Essai très intéressant qui s'ouvre sur un questionnement : est-ce vraiment la fin de notre histoire humaine, ainsi que M. Francis Fukuyama le prédisait en 1989, au moment du grand basculement vers l'unilatéralisme de l'empire ? Comment quelqu'un de solidement formé intellectuellement peut-il souscrire à une telle bêtise. Vu d'aujourd'hui cela ferait presque sourire : l'histoire bien sûr ne s'arrête jamais...
M. Bronner va donc s'intéresser, au fil de cet essai très bien écrit, à notre bien commun le plus précieux : notre cerveau ! La première partie retrace cette victoire matérielle qui nous affranchit (enfin, ce qu'il reste de la classe moyenne occidentale, c'est un non-dit du livre) de tout un tas de contraintes chronophages.
Que faisons-nous aujourd'hui du temps libéré par les machines ? On est occupé à quoi finalement ? La deuxième partie du livre en fait le bilan : en gros, ce sont les écrans qui empiètent même sur notre sommeil . . . Pas les écrans de papi (TF1 et le temps de cerveau disponible...) mais ceux des bijoux technologiques qui se sont immiscés dans notre vie quotidienne, smartphones en tête. Avec tous les atours de la modernité : les réseaux sociaux, les achats en ligne etc...
Nous sommes devenus dépendants. Consentants. Demandeurs.
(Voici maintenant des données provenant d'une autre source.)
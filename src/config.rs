// src/config.rs

use std::{env, sync::Arc, time::Duration};

use sqlx::{postgres::PgPoolOptions, PgPool};

use crate::{
    db::{CatalogRepository, FinanceRepository, PostgresUserDirectory},
    services::{identity::IdentityClient, session::SessionService, upload::UploadService},
};

#[derive(Clone)]
pub struct AppState {
    pub db_pool: PgPool,
    pub catalog_repo: CatalogRepository,
    pub finance_repo: FinanceRepository,
    pub identity: IdentityClient,
    pub session_service: SessionService,
    pub upload_service: UploadService,
}

impl AppState {
    pub async fn new() -> anyhow::Result<Self> {
        dotenvy::dotenv().ok();

        // Configuração lida UMA vez, na subida do processo.
        let database_url = env::var("DATABASE_URL").expect("DATABASE_URL deve ser definida");
        let jwt_secret = env::var("JWT_SECRET").expect("JWT_SECRET deve ser definido");
        let identity_base_url =
            env::var("IDENTITY_BASE_URL").expect("IDENTITY_BASE_URL deve ser definida");
        let identity_api_key =
            env::var("IDENTITY_API_KEY").expect("IDENTITY_API_KEY deve ser definida");
        let identity_service_key =
            env::var("IDENTITY_SERVICE_KEY").expect("IDENTITY_SERVICE_KEY deve ser definida");
        let upload_webhook_url =
            env::var("UPLOAD_WEBHOOK_URL").expect("UPLOAD_WEBHOOK_URL deve ser definida");

        // Conecta ao banco de dados, usando '?' para propagar erros
        let db_pool = PgPoolOptions::new()
            .max_connections(5)
            .acquire_timeout(Duration::from_secs(3))
            .connect(&database_url)
            .await?;

        tracing::info!("✅ Conexão com o banco de dados estabelecida com sucesso!");

        // --- Monta o gráfico de dependências ---
        let user_directory = Arc::new(PostgresUserDirectory::new(db_pool.clone()));
        let catalog_repo = CatalogRepository::new(db_pool.clone());
        let finance_repo = FinanceRepository::new(db_pool.clone());

        let identity = IdentityClient::new(
            identity_base_url,
            identity_api_key,
            identity_service_key,
        );
        let session_service = SessionService::new(user_directory, jwt_secret);
        let upload_service = UploadService::new(upload_webhook_url);

        Ok(Self {
            db_pool,
            catalog_repo,
            finance_repo,
            identity,
            session_service,
            upload_service,
        })
    }
}
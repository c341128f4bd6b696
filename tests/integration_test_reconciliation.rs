mod common;

use std::sync::atomic::Ordering;
use std::sync::Arc;

use common::{make_user, MockDirectory};
use painel_backend::common::error::AppError;
use painel_backend::models::auth::IdentityPrincipal;
use painel_backend::services::session::SessionService;

fn principal(email: &str, name: Option<&str>, photo: Option<&str>, provider: &str) -> IdentityPrincipal {
    IdentityPrincipal {
        id: "principal-1".to_string(),
        email: email.to_string(),
        display_name: name.map(|s| s.to_string()),
        photo_url: photo.map(|s| s.to_string()),
        provider: provider.to_string(),
    }
}

fn service(directory: Arc<MockDirectory>) -> SessionService {
    SessionService::new(directory, "segredo-de-teste".to_string())
}

#[tokio::test]
async fn cria_usuario_no_primeiro_sign_in() {
    let directory = Arc::new(MockDirectory::new());
    let service = service(directory.clone());

    // Principal sem nome de exibição: o nome cai para a parte local do e-mail
    let p = principal("a@b.com", Some(""), Some("http://x/p.png"), "password");
    let user = service.reconcile_sign_in(&p).await.unwrap();

    assert_eq!(directory.inserts(), 1);
    assert_eq!(directory.patches(), 0);
    assert_eq!(user.full_name, "a");
    assert_eq!(user.avatar_url.as_deref(), Some("http://x/p.png"));
    assert_eq!(user.provider, "password");
    assert!(!user.status, "novo usuário nasce pendente");
}

#[tokio::test]
async fn sign_ins_repetidos_mantem_uma_unica_linha() {
    let directory = Arc::new(MockDirectory::new());
    let service = service(directory.clone());

    let p = principal("jdoe@x.com", None, None, "password");
    for _ in 0..3 {
        service.reconcile_sign_in(&p).await.unwrap();
    }

    assert_eq!(directory.row_count(), 1);
    assert_eq!(directory.inserts(), 1);
    // Nada mudou entre os sign-ins: zero escritas depois da criação
    assert_eq!(directory.patches(), 0);
}

#[tokio::test]
async fn nome_cai_para_parte_local_do_email() {
    let directory = Arc::new(MockDirectory::new());
    let service = service(directory.clone());

    let p = principal("jdoe@x.com", None, None, "password");
    let user = service.reconcile_sign_in(&p).await.unwrap();

    assert_eq!(user.full_name, "jdoe");
}

#[tokio::test]
async fn preenche_somente_campos_faltantes_no_sign_in() {
    let directory = Arc::new(MockDirectory::new());
    directory.seed(make_user("a@b.com", "A", None, "password"));
    let service = service(directory.clone());

    // O provedor agora reporta avatar e provedor novos; o nome local fica
    let p = principal("a@b.com", Some("A"), Some("http://y"), "google.com");
    let user = service.reconcile_sign_in(&p).await.unwrap();

    assert_eq!(directory.inserts(), 0);
    assert_eq!(directory.patches(), 1);
    assert_eq!(user.full_name, "A");
    assert_eq!(user.avatar_url.as_deref(), Some("http://y"));
    assert_eq!(user.provider, "google.com");
}

#[tokio::test]
async fn avatar_manual_nao_e_apagado() {
    let directory = Arc::new(MockDirectory::new());
    directory.seed(make_user("a@b.com", "A", Some("http://manual.png"), "password"));
    let service = service(directory.clone());

    // Provedor sem foto: o avatar definido manualmente permanece
    let p = principal("a@b.com", Some("A"), None, "password");
    let user = service.reconcile_sign_in(&p).await.unwrap();

    assert_eq!(directory.patches(), 0);
    assert_eq!(user.avatar_url.as_deref(), Some("http://manual.png"));
}

#[tokio::test]
async fn erro_de_leitura_aborta_sem_escrever() {
    let directory = Arc::new(MockDirectory::new());
    directory.fail_lookup.store(true, Ordering::SeqCst);
    let service = service(directory.clone());

    let p = principal("a@b.com", None, None, "password");
    let result = service.reconcile_sign_in(&p).await;

    assert!(matches!(result, Err(AppError::LookupError(_))));
    // Nenhuma tentativa de escrita aconteceu
    assert_eq!(directory.inserts(), 0);
    assert_eq!(directory.patches(), 0);
    assert_eq!(directory.row_count(), 0);
}

#[tokio::test]
async fn erro_de_escrita_propaga_como_persistencia() {
    let directory = Arc::new(MockDirectory::new());
    directory.fail_insert.store(true, Ordering::SeqCst);
    let service = service(directory.clone());

    let p = principal("a@b.com", None, None, "password");
    let result = service.reconcile_sign_in(&p).await;

    assert!(matches!(result, Err(AppError::PersistenceError(_))));
    assert_eq!(directory.row_count(), 0);
}

#[tokio::test]
async fn corrida_de_insert_refaz_como_update() {
    let directory = Arc::new(MockDirectory::new());
    directory.conflict_once.store(true, Ordering::SeqCst);
    let service = service(directory.clone());

    // O insert perde a corrida para "a outra aba"; a reconciliação deve
    // reaproveitar a linha vencedora em vez de duplicar.
    let p = principal("a@b.com", Some("Ana"), None, "password");
    let user = service.reconcile_sign_in(&p).await.unwrap();

    assert_eq!(directory.row_count(), 1);
    // A linha vencedora estava sem nome; o patch completou
    assert_eq!(user.full_name, "Ana");
    assert_eq!(directory.patches(), 1);
}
La troisième partie est plus prospective et justifie le titre de cet essai : l'apocalypse cognitive. Celle-ci repose sur la prise en compte de « notre appétence pour la conflictualité, de notre avarice cognitive, ou encore notre soumission aux injonctions de la visibilité sociale. »
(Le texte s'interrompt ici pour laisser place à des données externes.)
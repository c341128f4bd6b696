// src/services/upload.rs

use reqwest::multipart::{Form, Part};
use reqwest::Client;
use uuid::Uuid;

use crate::common::error::AppError;

// Encaminha a planilha de produtos para o webhook externo de
// sincronização. Um POST multipart, sem retry e sem chunking:
// qualquer 2xx é sucesso, o resto é falha.
#[derive(Clone)]
pub struct UploadService {
    http: Client,
    webhook_url: String,
}

impl UploadService {
    pub fn new(webhook_url: String) -> Self {
        Self {
            http: Client::new(),
            webhook_url,
        }
    }

    pub async fn forward_spreadsheet(
        &self,
        file_name: &str,
        content: Vec<u8>,
        store_id: Uuid,
        user_id: Uuid,
    ) -> Result<(), AppError> {
        let file_part = Part::bytes(content).file_name(file_name.to_string());

        let form = Form::new()
            .part("file", file_part)
            .text("storeId", store_id.to_string())
            .text("userId", user_id.to_string());

        let response = self
            .http
            .post(&self.webhook_url)
            .multipart(form)
            .send()
            .await
            .map_err(|e| AppError::UploadFailed(format!("falha de rede: {}", e)))?;

        if !response.status().is_success() {
            return Err(AppError::UploadFailed(format!(
                "webhook respondeu {}",
                response.status()
            )));
        }

        tracing::info!("📦 Planilha '{}' encaminhada para o webhook", file_name);
        Ok(())
    }
}
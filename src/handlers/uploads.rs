// src/handlers/uploads.rs

use axum::{
    extract::{Multipart, State},
    http::StatusCode,
    response::IntoResponse,
    Json,
};
use serde_json::json;
use uuid::Uuid;

use crate::{
    common::{error::AppError, store_access::ensure_store_access},
    config::AppState,
    middleware::{auth::AuthenticatedUser, store::StoreContext},
};

// Recebe a planilha de produtos e repassa para o webhook de sincronização
// do marketplace. O arquivo não é interpretado aqui.
#[utoipa::path(
    post,
    path = "/api/uploads/products",
    tag = "Catalog",
    params(("x-store-id" = Uuid, Header, description = "ID da Loja")),
    responses(
        (status = 200, description = "Planilha encaminhada"),
        (status = 400, description = "Arquivo ausente"),
        (status = 502, description = "Webhook recusou o arquivo")
    ),
    security(("api_jwt" = []))
)]
pub async fn upload_products_sheet(
    State(app_state): State<AppState>,
    user: AuthenticatedUser,
    store: StoreContext,
    mut multipart: Multipart,
) -> Result<impl IntoResponse, AppError> {
    ensure_store_access(&app_state, store.0, &user).await?;

    let mut file: Option<(String, Vec<u8>)> = None;

    while let Some(field) = multipart
        .next_field()
        .await
        .map_err(|e| AppError::UploadFailed(format!("formulário ilegível: {}", e)))?
    {
        if field.name() == Some("file") {
            let name = field
                .file_name()
                .unwrap_or("planilha.xlsx")
                .to_string();
            let data = field
                .bytes()
                .await
                .map_err(|e| AppError::UploadFailed(format!("leitura do arquivo falhou: {}", e)))?;
            file = Some((name, data.to_vec()));
        }
    }

    let (file_name, content) = file.ok_or(AppError::UploadMissingFile)?;

    app_state
        .upload_service
        .forward_spreadsheet(&file_name, content, store.0, user.0.id)
        .await?;

    Ok((
        StatusCode::OK,
        Json(json!({ "message": "Planilha enviada para processamento." })),
    ))
}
Il y développe par exemple et entre autres, l'idée d'une conflictualité née de l'existence d'invariants de notre espèce (en particulier de ceux qui ressortent de notre cognition, notre cerveau de primates évolués) et des modèles intellectuels que notre (presque) toute puissance technologique nous ont amenés à construire.
Tout ceci nous amène à quoi ? Au risque ultime : l'extinction... Comme d'autres...
C'est le retour de Franck Drake, l'explorateur de l'espace qui a donné son nom à une célèbre équation (je sais c'est la deuxième fois déjà), le fameux N = R × fp × ne × fl × fi × fc × L. Avec l': la durée durant laquelle une civilisation est détectable.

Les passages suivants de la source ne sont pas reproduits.